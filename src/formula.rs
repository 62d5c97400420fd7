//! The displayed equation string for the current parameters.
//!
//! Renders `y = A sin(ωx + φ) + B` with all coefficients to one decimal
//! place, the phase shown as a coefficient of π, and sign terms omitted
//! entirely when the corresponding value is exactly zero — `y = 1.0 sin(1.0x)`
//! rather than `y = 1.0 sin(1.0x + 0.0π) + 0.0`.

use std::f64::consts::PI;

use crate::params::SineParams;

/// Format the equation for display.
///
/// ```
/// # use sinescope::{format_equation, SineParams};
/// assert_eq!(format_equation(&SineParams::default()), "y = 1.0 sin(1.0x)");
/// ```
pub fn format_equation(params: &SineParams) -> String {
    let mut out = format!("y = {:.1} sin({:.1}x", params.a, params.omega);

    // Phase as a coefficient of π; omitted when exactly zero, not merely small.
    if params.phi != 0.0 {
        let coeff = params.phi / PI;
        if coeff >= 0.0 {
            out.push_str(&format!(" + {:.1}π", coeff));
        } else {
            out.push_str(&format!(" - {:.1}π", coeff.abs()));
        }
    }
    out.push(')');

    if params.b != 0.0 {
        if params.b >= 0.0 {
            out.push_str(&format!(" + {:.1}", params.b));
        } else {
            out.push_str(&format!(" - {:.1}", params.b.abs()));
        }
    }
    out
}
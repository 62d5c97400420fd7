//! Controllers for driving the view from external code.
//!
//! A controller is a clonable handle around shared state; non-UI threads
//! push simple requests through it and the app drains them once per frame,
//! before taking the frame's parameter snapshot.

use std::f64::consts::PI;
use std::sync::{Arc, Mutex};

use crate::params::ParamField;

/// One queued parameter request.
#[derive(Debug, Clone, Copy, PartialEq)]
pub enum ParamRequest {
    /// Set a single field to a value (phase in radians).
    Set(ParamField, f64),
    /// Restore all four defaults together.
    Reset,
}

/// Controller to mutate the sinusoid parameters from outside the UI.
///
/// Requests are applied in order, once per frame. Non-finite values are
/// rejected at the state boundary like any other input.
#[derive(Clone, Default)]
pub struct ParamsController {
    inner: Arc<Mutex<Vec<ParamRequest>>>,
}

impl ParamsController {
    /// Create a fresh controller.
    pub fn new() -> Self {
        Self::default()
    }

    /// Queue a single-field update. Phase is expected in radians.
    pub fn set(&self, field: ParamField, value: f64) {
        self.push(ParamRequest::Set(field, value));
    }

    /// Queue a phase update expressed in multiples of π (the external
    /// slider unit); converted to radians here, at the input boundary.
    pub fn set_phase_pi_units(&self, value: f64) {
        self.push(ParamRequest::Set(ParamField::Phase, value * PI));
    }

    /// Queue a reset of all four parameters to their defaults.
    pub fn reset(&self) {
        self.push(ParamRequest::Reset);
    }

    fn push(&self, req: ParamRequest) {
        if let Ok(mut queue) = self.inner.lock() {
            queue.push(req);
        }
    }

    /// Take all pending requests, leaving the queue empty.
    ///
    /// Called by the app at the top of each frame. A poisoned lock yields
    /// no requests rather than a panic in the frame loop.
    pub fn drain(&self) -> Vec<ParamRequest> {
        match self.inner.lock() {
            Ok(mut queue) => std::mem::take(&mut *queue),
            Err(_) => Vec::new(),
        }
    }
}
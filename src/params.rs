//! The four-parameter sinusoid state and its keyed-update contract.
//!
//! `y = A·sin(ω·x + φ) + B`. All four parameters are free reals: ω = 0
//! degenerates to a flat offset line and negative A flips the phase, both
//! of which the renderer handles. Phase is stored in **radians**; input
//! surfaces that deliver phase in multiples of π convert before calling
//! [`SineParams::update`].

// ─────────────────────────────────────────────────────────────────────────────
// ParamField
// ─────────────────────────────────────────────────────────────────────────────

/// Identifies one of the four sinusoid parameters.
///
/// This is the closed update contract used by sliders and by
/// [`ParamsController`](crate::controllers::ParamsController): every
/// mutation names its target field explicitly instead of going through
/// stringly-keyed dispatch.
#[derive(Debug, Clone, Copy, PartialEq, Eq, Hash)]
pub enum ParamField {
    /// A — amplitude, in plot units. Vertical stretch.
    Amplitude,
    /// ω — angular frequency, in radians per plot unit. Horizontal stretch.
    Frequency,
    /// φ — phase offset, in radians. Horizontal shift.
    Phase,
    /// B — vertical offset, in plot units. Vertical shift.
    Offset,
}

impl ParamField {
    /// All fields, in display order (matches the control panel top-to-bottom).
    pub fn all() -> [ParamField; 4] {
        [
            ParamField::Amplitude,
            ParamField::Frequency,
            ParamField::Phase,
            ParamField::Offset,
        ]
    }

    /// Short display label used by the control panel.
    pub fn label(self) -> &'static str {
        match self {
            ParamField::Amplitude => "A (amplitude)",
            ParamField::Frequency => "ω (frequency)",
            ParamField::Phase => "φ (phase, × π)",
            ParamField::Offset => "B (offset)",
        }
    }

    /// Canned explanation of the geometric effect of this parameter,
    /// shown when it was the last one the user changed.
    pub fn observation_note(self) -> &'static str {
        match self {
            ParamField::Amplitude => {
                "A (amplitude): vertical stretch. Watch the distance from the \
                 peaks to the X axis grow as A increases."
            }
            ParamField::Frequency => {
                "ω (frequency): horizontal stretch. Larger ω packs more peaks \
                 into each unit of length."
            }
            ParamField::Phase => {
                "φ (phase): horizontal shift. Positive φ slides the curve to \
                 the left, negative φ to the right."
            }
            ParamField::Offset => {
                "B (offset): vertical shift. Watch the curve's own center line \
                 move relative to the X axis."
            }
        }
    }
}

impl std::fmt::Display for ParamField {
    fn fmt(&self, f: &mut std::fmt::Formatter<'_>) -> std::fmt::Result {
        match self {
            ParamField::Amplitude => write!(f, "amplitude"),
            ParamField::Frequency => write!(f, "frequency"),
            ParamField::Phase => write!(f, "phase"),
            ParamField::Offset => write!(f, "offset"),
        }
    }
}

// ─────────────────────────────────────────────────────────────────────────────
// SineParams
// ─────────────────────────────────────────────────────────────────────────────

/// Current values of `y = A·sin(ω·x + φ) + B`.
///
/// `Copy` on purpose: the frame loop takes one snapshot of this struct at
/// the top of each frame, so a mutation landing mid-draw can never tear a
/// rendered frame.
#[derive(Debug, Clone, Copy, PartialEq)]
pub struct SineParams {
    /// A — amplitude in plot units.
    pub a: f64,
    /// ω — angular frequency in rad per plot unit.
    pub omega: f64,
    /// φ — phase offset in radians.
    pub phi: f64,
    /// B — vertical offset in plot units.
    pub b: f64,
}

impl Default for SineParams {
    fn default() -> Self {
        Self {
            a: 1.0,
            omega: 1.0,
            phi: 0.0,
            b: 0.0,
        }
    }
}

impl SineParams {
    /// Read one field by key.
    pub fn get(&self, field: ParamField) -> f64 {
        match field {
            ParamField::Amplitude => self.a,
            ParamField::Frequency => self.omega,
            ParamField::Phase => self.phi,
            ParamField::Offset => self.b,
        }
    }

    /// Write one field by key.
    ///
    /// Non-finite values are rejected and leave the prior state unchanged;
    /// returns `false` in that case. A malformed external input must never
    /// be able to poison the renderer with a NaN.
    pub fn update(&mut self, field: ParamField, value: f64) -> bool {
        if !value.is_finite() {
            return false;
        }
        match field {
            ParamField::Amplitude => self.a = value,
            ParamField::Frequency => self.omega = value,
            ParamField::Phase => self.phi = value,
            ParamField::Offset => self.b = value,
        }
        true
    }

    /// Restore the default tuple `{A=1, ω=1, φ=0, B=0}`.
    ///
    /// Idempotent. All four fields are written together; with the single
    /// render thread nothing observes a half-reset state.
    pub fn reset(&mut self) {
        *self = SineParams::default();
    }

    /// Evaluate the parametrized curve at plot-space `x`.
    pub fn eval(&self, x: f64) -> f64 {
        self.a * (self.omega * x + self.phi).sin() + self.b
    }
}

▶ Exercise instructions: Only lines holding the word "each" are wanted; list them all from the material.

▶ Solution:
    /// Called by the app at the top of each frame. A poisoned lock yields
                 into each unit of length."
/// the top of each frame, so a mutation landing mid-draw can never tear a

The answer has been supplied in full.